Le secteur, très compétitif, est aujourd’hui dominé par le brésilien Embraer et le canadien Bombardier. Et de nouveaux acteurs frappent à la porte.

Le russe Soukhoï a ainsi mis en service en 2011 le Superjet 100, tandis que la société chinoise Comac (Commercial Aircraft Corporation of China) mise sur l’ARJ21, qui a toutefois subi lui aussi des retards en série.

La tâche s’annonce délicate pour les Japonais qui “vont arriver après, mais je pense que le MRJ trouvera sa place”, estime le même spécialiste.

Pour l’heure, le groupe a reçu des ordres d’achat fermes ou optionnels pour un total de 375 MRJ au prix catalogue de 40 millions de dollars l’unité, dont 25 par la compagnie nippone ANA, 100 par le groupe américain Trans States Holdings, 200 par son compatriote SkyWest, et 50 de diverses autres entreprises.

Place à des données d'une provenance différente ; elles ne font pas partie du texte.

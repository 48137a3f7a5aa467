//! High-level runtime orchestrator.
//!
//! The runtime owns the instance registry and the background ticker, wires
//! up the event bus, and exposes a builder-based API for the session layer.

use std::sync::Arc;

use tokio::sync::oneshot;
use tokio::task::JoinHandle;
use tracing::info;

use game_core::{Catalog, Ruleset};

use crate::api::{DungeonHandle, Result, RuntimeError};
use crate::config::RuntimeConfig;
use crate::events::EventBus;
use crate::registry::InstanceRegistry;
use crate::workers::TickWorker;

/// Main runtime that hosts dungeon instances
///
/// Runtime owns the registry and ticker; [`DungeonHandle`] provides a
/// cloneable façade for clients.
pub struct Runtime {
    handle: DungeonHandle,
    registry: Arc<InstanceRegistry>,
    ticker: Option<(oneshot::Sender<()>, JoinHandle<()>)>,
}

impl Runtime {
    /// Create a new runtime builder
    pub fn builder() -> RuntimeBuilder {
        RuntimeBuilder::new()
    }

    /// Start a runtime with the builtin catalog.
    pub fn start(config: RuntimeConfig) -> Self {
        Self::builder().config(config).build()
    }

    /// Get a cloneable handle to this runtime
    ///
    /// The handle can be shared across clients and async tasks.
    pub fn handle(&self) -> DungeonHandle {
        self.handle.clone()
    }

    /// Shutdown the runtime gracefully
    ///
    /// Stops the ticker, then drops every instance and waits for their
    /// workers to finish.
    pub async fn shutdown(self) -> Result<()> {
        if let Some((stop_tx, ticker)) = self.ticker {
            let _ = stop_tx.send(());
            ticker.await.map_err(RuntimeError::WorkerJoin)?;
        }
        self.registry.shutdown().await?;
        info!(target: "runtime", "runtime stopped");
        Ok(())
    }
}

/// Builder for [`Runtime`] with flexible configuration.
pub struct RuntimeBuilder {
    config: RuntimeConfig,
    catalog: Option<Catalog>,
}

impl RuntimeBuilder {
    fn new() -> Self {
        Self {
            config: RuntimeConfig::default(),
            catalog: None,
        }
    }

    /// Override runtime configuration
    pub fn config(mut self, config: RuntimeConfig) -> Self {
        self.config = config;
        self
    }

    /// Species and move data. Defaults to the builtin catalog.
    pub fn catalog(mut self, catalog: Catalog) -> Self {
        self.catalog = Some(catalog);
        self
    }

    /// Build the runtime. Must be called inside a Tokio runtime.
    pub fn build(self) -> Runtime {
        let catalog = self.catalog.unwrap_or_else(Catalog::builtin);
        let rules = Arc::new(Ruleset::new(self.config.game_config.clone(), catalog));
        let event_bus = EventBus::with_capacity(self.config.event_buffer_size);
        let registry = Arc::new(InstanceRegistry::new(rules, &self.config, event_bus.clone()));

        let (stop_tx, stop_rx) = oneshot::channel();
        let ticker = TickWorker::new(Arc::clone(&registry), self.config.tick_rate_hz, stop_rx)
            .map(|worker| (stop_tx, tokio::spawn(worker.run())));

        info!(
            target: "runtime",
            tick_rate_hz = self.config.tick_rate_hz,
            seeded = self.config.seed.is_some(),
            "runtime started"
        );

        Runtime {
            handle: DungeonHandle::new(Arc::clone(&registry), event_bus),
            registry,
            ticker,
        }
    }
}
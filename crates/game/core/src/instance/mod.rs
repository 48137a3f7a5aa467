//! One generated dungeon floor and all of its mutable state.
//!
//! [`DungeonInstance`] owns the grid, rooms, spawn and ladder points, NPC
//! roster, in-flight projectiles and each bound player's private state. Every
//! mutation goes through `&mut self`, so whoever holds the instance
//! serializes access to it; two instances share nothing but the read-only
//! [`Ruleset`].
mod exploration;
mod player;
mod snapshot;

pub use exploration::ExplorationMap;
pub use player::{PlayerProfile, PlayerState, PlayerVitals};
pub use snapshot::{DungeonSnapshot, DungeonUpdate, TickReport};

use std::collections::BTreeMap;
use std::sync::Arc;

use crate::behavior::{self, Target};
use crate::combat::{
    AffectedNpc, AttackKind, AttackRequest, EffectTrigger, PlayerAttack, Projectile,
    ProjectileHit, ProjectileOutcome, ProjectileOwner, remove_fainted, resolve_direct, strike,
};
use crate::error::{ErrorSeverity, GameError};
use crate::geometry::{Aabb, TilePos, Vec2, WorldPos};
use crate::ids::{InstanceId, NpcId, PlayerId, ProjectileId};
use crate::map::{self, Room, Terrain, TileGrid};
use crate::npc::{NpcEntity, NpcSpawner};
use crate::rng::GameRng;
use crate::rules::Ruleset;
use crate::spawn::{SpawnError, SpawnPoint, SpawnResolver, SpawnStrategy};

#[derive(Clone, Debug, PartialEq, Eq, thiserror::Error)]
pub enum InstanceError {
    #[error("player {0} is not bound to this instance")]
    UnknownPlayer(PlayerId),

    #[error("profile level {level} is outside 1..={max}")]
    InvalidLevel { level: u32, max: u32 },

    #[error(transparent)]
    Spawn(#[from] SpawnError),
}

impl GameError for InstanceError {
    fn severity(&self) -> ErrorSeverity {
        match self {
            Self::UnknownPlayer(_) | Self::InvalidLevel { .. } => ErrorSeverity::Validation,
            Self::Spawn(err) => err.severity(),
        }
    }

    fn error_code(&self) -> &'static str {
        match self {
            Self::UnknownPlayer(_) => "INSTANCE_UNKNOWN_PLAYER",
            Self::InvalidLevel { .. } => "INSTANCE_INVALID_LEVEL",
            Self::Spawn(err) => err.error_code(),
        }
    }
}

/// Facts about a generation run for the caller to log.
#[derive(Clone, Debug, PartialEq, Eq)]
#[cfg_attr(feature = "serde", derive(serde::Serialize, serde::Deserialize))]
pub struct GenerationReport {
    pub seed: u64,
    pub requested_rooms: u32,
    pub rooms_placed: usize,
    pub degenerate: bool,
    pub spawn_strategy: SpawnStrategy,
    pub ladder_strategy: SpawnStrategy,
    pub npc_count: usize,
}

/// Spawn point handed to a player, and whether the stored point failed its
/// walkability re-check and had to be searched for again.
#[derive(Clone, Copy, Debug, PartialEq)]
#[cfg_attr(feature = "serde", derive(serde::Serialize, serde::Deserialize))]
pub struct SpawnCheck {
    pub point: SpawnPoint,
    pub rechecked: bool,
}

#[derive(Clone, Debug, PartialEq)]
#[cfg_attr(feature = "serde", derive(serde::Serialize, serde::Deserialize))]
#[cfg_attr(feature = "serde", serde(tag = "status", rename_all = "snake_case"))]
pub enum MoveOutcome {
    Accepted {
        position: WorldPos,
        revealed: usize,
    },
    /// The client must snap back to `authoritative`.
    Rejected { authoritative: WorldPos },
}

/// Immediate result of a player attack.
#[derive(Clone, Debug, Default, PartialEq)]
#[cfg_attr(feature = "serde", derive(serde::Serialize, serde::Deserialize))]
pub struct AttackOutcome {
    pub affected: Vec<AffectedNpc>,
    pub fainted: Vec<NpcId>,
    /// Set for projectile attacks; hits arrive with later ticks.
    pub projectile: Option<ProjectileId>,
}

#[derive(Debug)]
pub struct DungeonInstance {
    id: InstanceId,
    floor: u32,
    width: u32,
    height: u32,
    tile_size: u32,
    grid: TileGrid,
    rooms: Vec<Room>,
    spawn: SpawnPoint,
    ladder: SpawnPoint,
    npcs: Vec<NpcEntity>,
    projectiles: Vec<Projectile>,
    players: BTreeMap<PlayerId, PlayerState>,
    rules: Arc<Ruleset>,
    rng: GameRng,
    next_projectile_id: u32,
    tick: u64,
}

En outre, Japan Airlines a annoncé fin août avoir signé une lettre d’intention en vue de l’acquisition de 32 exemplaires.

Que le succès commercial soit ou non au rendez-vous, cet aéronef, même s’il n’est pas de taille à rivaliser avec les Beoing et Airbus, marque une renaissance de l’industrie aéronautique de l’archipel, mise au ban après la capitulation en 1945.

“Le made in Japan de l’aviation n’existait plus depuis le YS-11” entré en service en 1962. “La résurrection de l’industrie aéronautique nationale était mon rêve depuis des années, tout comme celui de Mitsubishi Heavy Industries, et je le crois, celui du Japon”, s’est félicité le PDG du groupe, Hideaki Omiya.

L’Etat ne s’y est pas trompé: il a financé à hauteur d’un tiers le consortium qui a donné naissance au MRJ, auquel ont participé de grandes firmes comme Toyota.

Une filiale américaine d’un autre grand nom de l’industrie japonaise, Honda, s’apprête à livrer dans quelques mois son propre avion, beaucoup plus petit cependant (cinq sièges passagers), après un premier vol réussi en juin.